Коллективная чувственность. Теории и практики левого авангарда
Шрифт:
Вертов, напротив, опирался на утопию машины как по преимуществу зрительную утопию. Но машина и ее развитие – становление человека машиной – не является данностью. Это утопический проект, реализация которого зависит от трудовых усилий – настоящей жертвы труда, но и это не гарантирует результата, ибо также зависит от технических изобретений, способных избавить человека от рутинной работы. Параллельно техническому прогрессу и человек, по Вертову (и А. Платонову), должен стать машиной. Эта задача с двумя неизвестными, помноженная на внешнее капиталистическое окружение, была верно сформулирована в 1920-е годы, но не могла быть решена. Ее решение было сопряжено с ошибками, связанными с постановкой на место неизвестных произвольных значений. А уже к концу 1920-х советской властью была отвергнута и сама эта формула. В 1930-е годы Вертов продолжал плыть против течения между коммерческим и чисто пропагандистским идеологическим искусством, настаивая на возможности третьего пути.

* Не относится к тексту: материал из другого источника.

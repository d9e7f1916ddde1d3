//! Bank link model and DTOs.

use serde::Serialize;
use sqlx::FromRow;

use balance_core::types::{DbId, Timestamp};

/// A bank link row from the `banks` table.
///
/// Associates a user with an authenticated bank session: the access token
/// returned by the bank API and the storage key of the client certificate
/// used to obtain it.
#[derive(Debug, Clone, FromRow, Serialize)]
pub struct Bank {
    pub id: DbId,
    pub user_id: DbId,
    /// Institution code this link belongs to (e.g. `"260"`).
    pub code: String,
    /// Access token returned by certificate authentication.
    pub token: String,
    /// Object storage key of the client certificate (`certificate_{user_id}.p12`).
    pub certificate_url: String,
    pub created_at: Timestamp,
    pub updated_at: Timestamp,
}

/// DTO for creating a new bank link.
pub struct CreateBank {
    pub user_id: DbId,
    pub code: String,
    pub token: String,
    pub certificate_url: String,
}
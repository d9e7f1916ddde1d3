use std::path::PathBuf;

/// Server configuration loaded from environment variables.
///
/// All fields except the certificate bucket have defaults suitable for local
/// development. In production, override via environment variables.
#[derive(Debug, Clone)]
pub struct ServerConfig {
    /// Bind address (default: `0.0.0.0`).
    pub host: String,
    /// Bind port (default: `3000`).
    pub port: u16,
    /// Allowed CORS origins, parsed from comma-separated `CORS_ORIGINS` env var.
    pub cors_origins: Vec<String>,
    /// HTTP request timeout in seconds (default: `30`).
    pub request_timeout_secs: u64,
    /// Graceful shutdown timeout in seconds (default: `30`).
    pub shutdown_timeout_secs: u64,
    /// Object storage bucket holding certificate bundles (required).
    pub bucket_certificates: String,
    /// Local directory where certificate files are written (default: `.`).
    pub certificate_dir: PathBuf,
    /// Bank API base URL.
    pub bank_api_url: String,
}

impl ServerConfig {
    /// Load configuration from environment variables.
    ///
    /// | Env Var                | Default                    |
    /// |------------------------|----------------------------|
    /// | `HOST`                 | `0.0.0.0`                  |
    /// | `PORT`                 | `3000`                     |
    /// | `CORS_ORIGINS`         | `http://localhost:5173`    |
    /// | `REQUEST_TIMEOUT_SECS` | `30`                       |
    /// | `SHUTDOWN_TIMEOUT_SECS`| `30`                       |
    /// | `BUCKET_CERTIFICATES`  | (required)                 |
    /// | `CERTIFICATE_DIR`      | `.`                        |
    /// | `BANK_API_URL`         | `https://localhost:9090`   |
    pub fn from_env() -> Self {
        let host = std::env::var("HOST").unwrap_or_else(|_| "0.0.0.0".into());

        let port: u16 = std::env::var("PORT")
            .unwrap_or_else(|_| "3000".into())
            .parse()
            .expect("PORT must be a valid u16");

        let cors_origins: Vec<String> = std::env::var("CORS_ORIGINS")
            .unwrap_or_else(|_| "http://localhost:5173".into())
            .split(',')
            .map(|s| s.trim().to_string())
            .filter(|s| !s.is_empty())
            .collect();

        let request_timeout_secs: u64 = std::env::var("REQUEST_TIMEOUT_SECS")
            .unwrap_or_else(|_| "30".into())
            .parse()
            .expect("REQUEST_TIMEOUT_SECS must be a valid u64");

        let shutdown_timeout_secs: u64 = std::env::var("SHUTDOWN_TIMEOUT_SECS")
            .unwrap_or_else(|_| "30".into())
            .parse()
            .expect("SHUTDOWN_TIMEOUT_SECS must be a valid u64");

        let bucket_certificates =
            std::env::var("BUCKET_CERTIFICATES").expect("BUCKET_CERTIFICATES must be set");

        let certificate_dir: PathBuf = std::env::var("CERTIFICATE_DIR")
            .unwrap_or_else(|_| ".".into())
            .into();

        let bank_api_url = std::env::var("BANK_API_URL")
            .unwrap_or_else(|_| "https://localhost:9090".into());

        Self {
            host,
            port,
            cors_origins,
            request_timeout_secs,
            shutdown_timeout_secs,
            bucket_certificates,
            certificate_dir,
            bank_api_url,
        }
    }
}
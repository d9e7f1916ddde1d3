use axum::extract::State;
use axum::{routing::get, Json, Router};
use serde::Serialize;

use crate::state::AppState;

/// Health check response payload.
#[derive(Serialize)]
pub struct HealthResponse {
    /// Overall service status.
    pub status: &'static str,
    /// Crate version from Cargo.toml.
    pub version: &'static str,
    /// Whether the database is reachable.
    pub db_healthy: bool,
}

/// GET /health -- returns service and database health.
async fn health_check(State(state): State<AppState>) -> Json<HealthResponse> {
    let db_healthy = balance_db::health_check(&state.pool).await.is_ok();

    let status = if db_healthy { "ok" } else { "degraded" };

    Json(HealthResponse {
        status,
        version: env!("CARGO_PKG_VERSION"),
        db_healthy,
    })
}

/// Mount health check routes (intended for root-level, NOT under `/api/v1`).
pub fn router() -> Router<AppState> {
    Router::new().route("/health", get(health_check))
}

Экскурс 4. «Литературные машины» Андрея Платонова
Изобретение
Мы исходим из того, что «литературные машины» Платонова вырабатывают идеи, а не иллюстрируют художественными средствами какую-то предвзятую идеологию. Но даже и идеи эти в конечном счете не приобретают у него идеологического характера, а обладают характерными чертами утопизма, который мы хотим определить здесь как «машинный». Мы говорим, таким образом, о машинах, производящих утопию, и об утопиях, имеющих машинный характер. Последние запускаются некоторой программой социального осуществления при соблюдении определенных формальных условий. Машинность подобных машин заключена в их претензии изменять существующее состояние мира через изменение порядка языка, предполагающее особый способ его воздействия на читателя. Таким образом, природа литературного языка изначально не означает у Платонова его исключительной автономии, замкнутости на себе и чисто внутриязыковой игры. Цели его «литературных машин» оказываются внелитературными и внеэстетическими, но при этом сама человеческая практика наделяется существенными эстетическими и творческими характеристиками, позволяющими проводить границы между искусством и жизнью внутри экспериментального социального проекта.
Своей задачей мы видим выявление «машинности» литературы Платонова на формально-онтологическом, структурно-семиотическом и семантическом уровнях текста, конституирующих так называемый «язык Платонова». Сам Платонов понимал природу литературы весьма дифференцированным образом, совмещая в своей «эстетической» стратегии подходы, выдвинутые на волне революции, – рецептивно-манипулятивный (кубофутуризм), идеологически-агитационный (РАПП), организационно-производственный (Пролеткульт, ЛЕФ), – не отдавая исключительного предпочтения ни одному из них. По Платонову, выступающему здесь наследником критической традиции русской литературы, благодарным последователем и тонким критиком эстетических концепций 1920-х годов, работа художника претендует на изменение поддерживающих существующий status quo законов природы и установление новых – законов человеческого желания.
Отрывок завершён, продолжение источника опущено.